At 8pm on Wednesday evening in Buenos Aires and for half an hour, Argentina’s majority showed their support for the same-sex marriage proposal being debated in the country’s Senate. At 4am the next morning the law passed making Argentina the 10th country in the world to legislate full marriage rights for the lesbian, gay, bisexual and transgender community. This is a part of a global movement forward for civil rights and a part of the global disintegration of the old right-wing, backward conservative ideology.
In Europe, nearly every country has either a same-sex marriage law or the half-way laws recognizing civil unions. Only the former Stalinist countries of Eastern Europe have so far bucked the trend, many having passed laws making marriage an exclusively heterosexual entity.
Globally, over 40 countries are now debating the issue of same-sex marriage. Many more countries have outlawed discrimination against the LBGT community, but have not yet passed the economic and political laws that begin to establish a firmer equality with the heterosexual majority. At stake is the financial issues of healthcare, pensions and property rights.
Also at stake is the power and prestige of the old backward religious establishment who are fighting against full equality in the arena of child custody and adoption.
For almost 20 years the Netherlands has had same-sex marriage rights. This year Argentina joins Iceland and Spain who make up the 10 countries with such laws. Many, many cities have passed these civil rights laws including Mexico City.
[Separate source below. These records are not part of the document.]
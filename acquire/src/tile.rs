use std::fmt::{Debug, Display, Formatter};
use std::str::FromStr;
use thiserror::Error;
use crate::grid::{Point, GRID_HEIGHT, GRID_WIDTH, NUM_TILES};

#[derive(Error, Debug, Eq, PartialEq)]
pub enum TileParseError {
    #[error("string is the wrong length")]
    WrongLength,
    #[error("string ends with an invalid letter")]
    InvalidLetter,
    #[error("string starts with an invalid number")]
    InvalidNumber,
    #[error("row {0} has no letter")]
    InvalidRow(i8),
}

/// One of the 108 board cells, numbered row-major from the top left.
#[derive(Copy, Clone, Eq, PartialEq, Hash, Ord, PartialOrd)]
pub struct Tile(u8);

impl Tile {
    pub fn new(x: i8, y: i8) -> Self {
        debug_assert!(Point { x, y }.is_in_bounds(), "tile out of bounds ({x}, {y})");
        Self(y as u8 * GRID_WIDTH + x as u8)
    }

    pub fn from_point(pt: Point) -> Option<Self> {
        if pt.is_in_bounds() {
            Some(Self::new(pt.x, pt.y))
        } else {
            None
        }
    }

    pub fn from_index(idx: usize) -> Option<Self> {
        if idx < NUM_TILES {
            Some(Self(idx as u8))
        } else {
            None
        }
    }

    pub fn index(&self) -> usize {
        self.0 as usize
    }

    pub fn pos(&self) -> Point {
        Point {
            x: (self.0 % GRID_WIDTH) as i8,
            y: (self.0 / GRID_WIDTH) as i8,
        }
    }

    /// Every tile on the board, in board order.
    pub fn all() -> impl Iterator<Item = Tile> {
        (0..NUM_TILES as u8).map(Tile)
    }
}

impl TryFrom<&str> for Tile {
    type Error = TileParseError;

    fn try_from(value: &str) -> Result<Self, Self::Error> {
        if value.len() < 2 || value.len() > 3 || !value.is_ascii() {
            return Err(TileParseError::WrongLength);
        }

        let (column, row) = value.split_at(value.len() - 1);

        let y = row.chars().next().ok_or(TileParseError::InvalidLetter).and_then(map_letter_to_i8)?;

        // no sign and no leading zero
        if column.starts_with('0') || !column.bytes().all(|b| b.is_ascii_digit()) {
            return Err(TileParseError::InvalidNumber);
        }

        let x = i8::from_str(column).map_err(|_| TileParseError::InvalidNumber)?;

        if x < 1 || x > GRID_WIDTH as i8 {
            return Err(TileParseError::InvalidNumber);
        }

        if y > GRID_HEIGHT as i8 {
            return Err(TileParseError::InvalidLetter);
        }

        Ok(Tile::new(x - 1, y - 1))
    }
}

impl Debug for Tile {
    fn fmt(&self, f: &mut Formatter<'_>) -> std::fmt::Result {
        f.write_str(self.to_string().as_str())
    }
}

impl Display for Tile {
    fn fmt(&self, f: &mut Formatter<'_>) -> std::fmt::Result {
        let pt = self.pos();
        if let Ok(y) = map_i8_to_letter(pt.y + 1) {
            f.write_fmt(format_args!("{}{}", pt.x + 1, y))
        } else {
            f.write_fmt(format_args!("{}?", pt.x + 1))
        }
    }
}

pub fn map_letter_to_i8(letter: char) -> Result<i8, TileParseError> {
    match letter {
        'A'..='Z' => {
            Ok((letter as u8 - b'A') as i8 + 1)
        }
        _ => Err(TileParseError::InvalidLetter)
    }
}

pub fn map_i8_to_letter(value: i8) -> Result<char, TileParseError> {
    match value {
        1..=26 => {
            Ok((b'A' + (value - 1) as u8) as char)
        }
        _ => Err(TileParseError::InvalidRow(value))
    }
}

/// Builds a [`Tile`] from a literal such as `"1A"`, panicking on a bad literal.
/// Intended for tests and fixtures.
#[macro_export]
macro_rules! tile {
    ($tile:literal) => {
        $crate::tile::Tile::try_from($tile).expect("a valid tile string")
    };
}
The Mayor of Mexico City, has offered a free vacation to Argentina’s first same-sex married couple.
Yet on Tuesday in Buenos Aires the Catholic Church managed to mobilize a huge 60,000 people to protest the discussion on same-sex marriage. This is the same “pro-life” organization that never organized a single protest against Argentina’s 7-year dictatorship in the 1970s and 1980s that murdered 30,000 leftists and trade unionists.
Argentina has come a long way in its extension of civil and democratic rights since 1983. While 92% identify as catholics, some 70% support the rights of the gay community to marry and all those rights that follow. They will not be told what they should think. As one leading Argentinian activist put it, “We are now a fairer, more democratic society!”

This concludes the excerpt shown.